About this exercise.
A verbatim copy of all entries is the expected output.
START Data to use
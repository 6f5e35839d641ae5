//! Pool scenario tests driven by scripted invokers and factories.

use std::collections::VecDeque;
use std::sync::Arc;
use std::sync::Mutex;
use std::sync::atomic::AtomicU32;
use std::sync::atomic::Ordering;
use std::time::Duration;

use tokio::sync::Semaphore;

use crate::config::PoolConfig;
use crate::config::RetryPolicy;
use crate::dispatch::Dispatcher;
use crate::dispatch::Error;
use crate::invoke::BuildError;
use crate::invoke::BuildResult;
use crate::invoke::InstanceFactory;
use crate::invoke::Invoker;
use crate::invoke::Outcome;
use crate::pool::Health;
use crate::sink::MemorySink;
use crate::sink::Publication;
use crate::sink::Qos;
use crate::source::VecSource;
use crate::vote::Severity;

/// Always returns the same publication list.
struct FixedInvoker {
    publications: Vec<Publication>,
}

#[async_trait::async_trait]
impl Invoker for FixedInvoker {
    async fn invoke(&self, _frame: &[u8]) -> Outcome {
        Outcome::Value(self.publications.clone())
    }
}

/// Always traps.
struct TrapInvoker;

#[async_trait::async_trait]
impl Invoker for TrapInvoker {
    async fn invoke(&self, _frame: &[u8]) -> Outcome {
        Outcome::Trap("wasm trap: unreachable".to_string())
    }
}

/// Hangs longer than any reasonable invoke timeout.
struct SlowInvoker;

#[async_trait::async_trait]
impl Invoker for SlowInvoker {
    async fn invoke(&self, _frame: &[u8]) -> Outcome {
        tokio::time::sleep(Duration::from_millis(200)).await;
        Outcome::Value(Vec::new())
    }
}

/// Hands out pre-scripted build results in order. An exhausted script is a
/// test bug and fails the build loudly.
struct ScriptedFactory {
    script: Mutex<VecDeque<BuildResult<Arc<dyn Invoker>>>>,
    refreshes: AtomicU32,
}

impl ScriptedFactory {
    fn new(script: Vec<BuildResult<Arc<dyn Invoker>>>) -> Self {
        Self {
            script: Mutex::new(script.into_iter().collect()),
            refreshes: AtomicU32::new(0),
        }
    }

    fn refreshes(&self) -> u32 {
        self.refreshes.load(Ordering::Relaxed)
    }
}

#[async_trait::async_trait]
impl InstanceFactory for ScriptedFactory {
    async fn build(&self) -> BuildResult<Arc<dyn Invoker>> {
        self.script
            .lock()
            .unwrap()
            .pop_front()
            .unwrap_or_else(|| Err(BuildError::Instantiate("factory script exhausted".into())))
    }

    async fn refresh(&self) -> BuildResult<()> {
        self.refreshes.fetch_add(1, Ordering::Relaxed);
        Ok(())
    }
}

/// Delegating factory whose builds must be released by the test, so slot
/// health can be observed mid-rebuild.
struct GatedFactory {
    delegate: ScriptedFactory,
    gate: Semaphore,
}

impl GatedFactory {
    fn new(script: Vec<BuildResult<Arc<dyn Invoker>>>, initial_permits: usize) -> Self {
        Self {
            delegate: ScriptedFactory::new(script),
            gate: Semaphore::new(initial_permits),
        }
    }

    fn release(&self, builds: usize) {
        self.gate.add_permits(builds);
    }
}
END Data to use
Final answer.
repository 6f5e35839d641ae5
//! Pool scenario tests driven by scripted invokers and factories.

use std::collections::VecDeque;
use std::sync::Arc;
use std::sync::Mutex;
use std::sync::atomic::AtomicU32;
use std::sync::atomic::Ordering;
use std::time::Duration;

use tokio::sync::Semaphore;

use crate::config::PoolConfig;
use crate::config::RetryPolicy;
use crate::dispatch::Dispatcher;
use crate::dispatch::Error;
use crate::invoke::BuildError;
use crate::invoke::BuildResult;
use crate::invoke::InstanceFactory;
use crate::invoke::Invoker;
use crate::invoke::Outcome;
use crate::pool::Health;
use crate::sink::MemorySink;
use crate::sink::Publication;
use crate::sink::Qos;
use crate::source::VecSource;
use crate::vote::Severity;

/// Always returns the same publication list.
struct FixedInvoker {
    publications: Vec<Publication>,
}

#[async_trait::async_trait]
impl Invoker for FixedInvoker {
    async fn invoke(&self, _frame: &[u8]) -> Outcome {
        Outcome::Value(self.publications.clone())
    }
}

/// Always traps.
struct TrapInvoker;

#[async_trait::async_trait]
impl Invoker for TrapInvoker {
    async fn invoke(&self, _frame: &[u8]) -> Outcome {
        Outcome::Trap("wasm trap: unreachable".to_string())
    }
}

/// Hangs longer than any reasonable invoke timeout.
struct SlowInvoker;

#[async_trait::async_trait]
impl Invoker for SlowInvoker {
    async fn invoke(&self, _frame: &[u8]) -> Outcome {
        tokio::time::sleep(Duration::from_millis(200)).await;
        Outcome::Value(Vec::new())
    }
}

/// Hands out pre-scripted build results in order. An exhausted script is a
/// test bug and fails the build loudly.
struct ScriptedFactory {
    script: Mutex<VecDeque<BuildResult<Arc<dyn Invoker>>>>,
    refreshes: AtomicU32,
}

impl ScriptedFactory {
    fn new(script: Vec<BuildResult<Arc<dyn Invoker>>>) -> Self {
        Self {
            script: Mutex::new(script.into_iter().collect()),
            refreshes: AtomicU32::new(0),
        }
    }

    fn refreshes(&self) -> u32 {
        self.refreshes.load(Ordering::Relaxed)
    }
}

#[async_trait::async_trait]
impl InstanceFactory for ScriptedFactory {
    async fn build(&self) -> BuildResult<Arc<dyn Invoker>> {
        self.script
            .lock()
            .unwrap()
            .pop_front()
            .unwrap_or_else(|| Err(BuildError::Instantiate("factory script exhausted".into())))
    }

    async fn refresh(&self) -> BuildResult<()> {
        self.refreshes.fetch_add(1, Ordering::Relaxed);
        Ok(())
    }
}

/// Delegating factory whose builds must be released by the test, so slot
/// health can be observed mid-rebuild.
struct GatedFactory {
    delegate: ScriptedFactory,
    gate: Semaphore,
}

impl GatedFactory {
    fn new(script: Vec<BuildResult<Arc<dyn Invoker>>>, initial_permits: usize) -> Self {
        Self {
            delegate: ScriptedFactory::new(script),
            gate: Semaphore::new(initial_permits),
        }
    }

    fn release(&self, builds: usize) {
        self.gate.add_permits(builds);
    }
}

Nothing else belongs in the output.